> [Brief]: Beginning at the first line of the data, print each line exactly, stopping after the line that contains "let pool = get_db_pool(&settings.secrets.database_url).await?;".
--- Supplied data ---
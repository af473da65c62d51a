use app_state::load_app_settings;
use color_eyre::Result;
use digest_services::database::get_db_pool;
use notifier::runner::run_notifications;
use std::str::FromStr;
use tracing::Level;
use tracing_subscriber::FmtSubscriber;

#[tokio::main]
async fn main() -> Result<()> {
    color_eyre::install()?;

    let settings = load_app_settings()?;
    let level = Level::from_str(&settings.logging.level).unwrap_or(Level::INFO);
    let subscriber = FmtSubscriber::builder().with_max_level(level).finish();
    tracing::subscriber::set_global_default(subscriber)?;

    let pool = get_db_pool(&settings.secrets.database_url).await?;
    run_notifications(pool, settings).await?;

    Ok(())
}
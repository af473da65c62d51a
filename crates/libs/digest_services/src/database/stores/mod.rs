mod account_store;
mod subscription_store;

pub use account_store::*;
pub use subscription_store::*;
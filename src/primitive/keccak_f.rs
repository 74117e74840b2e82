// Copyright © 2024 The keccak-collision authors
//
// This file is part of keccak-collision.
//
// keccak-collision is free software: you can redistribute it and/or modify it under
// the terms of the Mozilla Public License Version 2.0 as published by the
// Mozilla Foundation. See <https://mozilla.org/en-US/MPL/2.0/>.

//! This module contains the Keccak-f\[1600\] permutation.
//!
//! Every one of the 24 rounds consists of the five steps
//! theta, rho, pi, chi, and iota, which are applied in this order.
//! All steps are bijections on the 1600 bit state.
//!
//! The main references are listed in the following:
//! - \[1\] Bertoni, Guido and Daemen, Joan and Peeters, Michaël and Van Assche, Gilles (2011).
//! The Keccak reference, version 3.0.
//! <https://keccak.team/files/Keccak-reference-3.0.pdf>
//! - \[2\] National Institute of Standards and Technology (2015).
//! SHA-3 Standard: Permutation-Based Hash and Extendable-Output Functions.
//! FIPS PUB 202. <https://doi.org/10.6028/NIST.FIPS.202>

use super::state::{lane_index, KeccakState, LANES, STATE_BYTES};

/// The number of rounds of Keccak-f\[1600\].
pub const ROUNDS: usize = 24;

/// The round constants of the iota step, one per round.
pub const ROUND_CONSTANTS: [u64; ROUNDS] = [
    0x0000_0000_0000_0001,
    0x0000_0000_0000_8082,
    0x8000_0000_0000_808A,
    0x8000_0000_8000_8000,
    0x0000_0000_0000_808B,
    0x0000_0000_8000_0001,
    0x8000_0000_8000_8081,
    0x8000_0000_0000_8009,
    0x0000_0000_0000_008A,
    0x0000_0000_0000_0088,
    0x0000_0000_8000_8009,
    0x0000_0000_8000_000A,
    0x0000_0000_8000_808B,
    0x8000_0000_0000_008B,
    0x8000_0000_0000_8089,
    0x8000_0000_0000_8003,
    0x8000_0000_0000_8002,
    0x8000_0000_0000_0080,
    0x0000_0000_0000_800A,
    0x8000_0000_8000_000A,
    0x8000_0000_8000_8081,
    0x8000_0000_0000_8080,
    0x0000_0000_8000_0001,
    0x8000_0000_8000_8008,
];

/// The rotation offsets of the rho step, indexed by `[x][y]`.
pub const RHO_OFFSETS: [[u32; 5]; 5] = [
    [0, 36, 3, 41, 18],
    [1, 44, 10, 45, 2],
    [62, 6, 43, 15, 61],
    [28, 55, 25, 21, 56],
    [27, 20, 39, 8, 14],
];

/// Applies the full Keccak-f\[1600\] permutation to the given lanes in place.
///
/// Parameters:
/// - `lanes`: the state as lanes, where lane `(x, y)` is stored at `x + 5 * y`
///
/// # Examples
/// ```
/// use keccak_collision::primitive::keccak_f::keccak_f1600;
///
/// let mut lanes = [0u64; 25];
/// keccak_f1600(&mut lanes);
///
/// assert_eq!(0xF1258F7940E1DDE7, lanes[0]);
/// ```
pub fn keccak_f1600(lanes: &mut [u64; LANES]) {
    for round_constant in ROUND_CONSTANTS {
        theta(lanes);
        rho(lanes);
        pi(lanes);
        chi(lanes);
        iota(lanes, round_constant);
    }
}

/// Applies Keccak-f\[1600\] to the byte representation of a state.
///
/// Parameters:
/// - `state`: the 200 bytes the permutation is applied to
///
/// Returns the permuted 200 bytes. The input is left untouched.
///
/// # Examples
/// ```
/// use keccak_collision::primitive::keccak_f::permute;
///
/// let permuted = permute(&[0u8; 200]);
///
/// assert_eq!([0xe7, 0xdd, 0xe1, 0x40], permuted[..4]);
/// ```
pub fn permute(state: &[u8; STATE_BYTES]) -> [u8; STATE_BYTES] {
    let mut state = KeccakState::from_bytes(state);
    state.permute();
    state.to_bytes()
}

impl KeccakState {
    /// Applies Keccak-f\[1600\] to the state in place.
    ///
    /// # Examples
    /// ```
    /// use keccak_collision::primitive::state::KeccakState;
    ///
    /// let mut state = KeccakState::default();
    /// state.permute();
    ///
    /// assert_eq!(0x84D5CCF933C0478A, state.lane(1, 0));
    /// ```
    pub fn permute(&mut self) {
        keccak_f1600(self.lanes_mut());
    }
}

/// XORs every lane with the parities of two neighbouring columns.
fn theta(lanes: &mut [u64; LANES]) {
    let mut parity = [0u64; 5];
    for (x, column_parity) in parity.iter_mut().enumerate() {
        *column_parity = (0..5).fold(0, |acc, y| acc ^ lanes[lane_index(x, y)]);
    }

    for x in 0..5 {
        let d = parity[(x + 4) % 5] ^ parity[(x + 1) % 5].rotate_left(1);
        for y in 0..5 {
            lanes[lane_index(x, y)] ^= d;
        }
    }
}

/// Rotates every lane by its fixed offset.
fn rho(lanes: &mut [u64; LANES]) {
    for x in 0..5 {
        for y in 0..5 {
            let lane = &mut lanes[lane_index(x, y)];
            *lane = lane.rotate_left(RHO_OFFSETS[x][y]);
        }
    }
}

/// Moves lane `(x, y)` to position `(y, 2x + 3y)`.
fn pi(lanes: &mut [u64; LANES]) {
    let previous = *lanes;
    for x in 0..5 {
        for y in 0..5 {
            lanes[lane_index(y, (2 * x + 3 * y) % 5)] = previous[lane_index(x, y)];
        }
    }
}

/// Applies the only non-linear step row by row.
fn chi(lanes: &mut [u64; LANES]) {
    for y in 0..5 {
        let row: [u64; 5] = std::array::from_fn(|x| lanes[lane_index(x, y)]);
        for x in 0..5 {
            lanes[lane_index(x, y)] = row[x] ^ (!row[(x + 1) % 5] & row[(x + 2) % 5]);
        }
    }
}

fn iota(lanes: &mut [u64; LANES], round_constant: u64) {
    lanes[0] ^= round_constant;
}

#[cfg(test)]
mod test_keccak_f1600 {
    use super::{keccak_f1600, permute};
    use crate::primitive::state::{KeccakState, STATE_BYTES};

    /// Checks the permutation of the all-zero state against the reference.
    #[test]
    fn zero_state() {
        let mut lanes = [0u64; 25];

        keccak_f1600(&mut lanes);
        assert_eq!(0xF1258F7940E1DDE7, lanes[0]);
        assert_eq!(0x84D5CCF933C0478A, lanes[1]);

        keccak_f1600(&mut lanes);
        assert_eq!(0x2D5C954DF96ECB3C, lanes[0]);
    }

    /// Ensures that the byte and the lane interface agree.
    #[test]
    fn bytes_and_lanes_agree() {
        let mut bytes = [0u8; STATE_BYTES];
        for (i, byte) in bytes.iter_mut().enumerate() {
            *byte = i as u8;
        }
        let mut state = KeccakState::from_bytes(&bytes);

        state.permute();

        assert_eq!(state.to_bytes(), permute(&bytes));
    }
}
---
> [Response box]:
repository af473da65c62d51a
use app_state::load_app_settings;
use color_eyre::Result;
use digest_services::database::get_db_pool;
use notifier::runner::run_notifications;
use std::str::FromStr;
use tracing::Level;
use tracing_subscriber::FmtSubscriber;

#[tokio::main]
async fn main() -> Result<()> {
    color_eyre::install()?;

    let settings = load_app_settings()?;
    let level = Level::from_str(&settings.logging.level).unwrap_or(Level::INFO);
    let subscriber = FmtSubscriber::builder().with_max_level(level).finish();
    tracing::subscriber::set_global_default(subscriber)?;

    let pool = get_db_pool(&settings.secrets.database_url).await?;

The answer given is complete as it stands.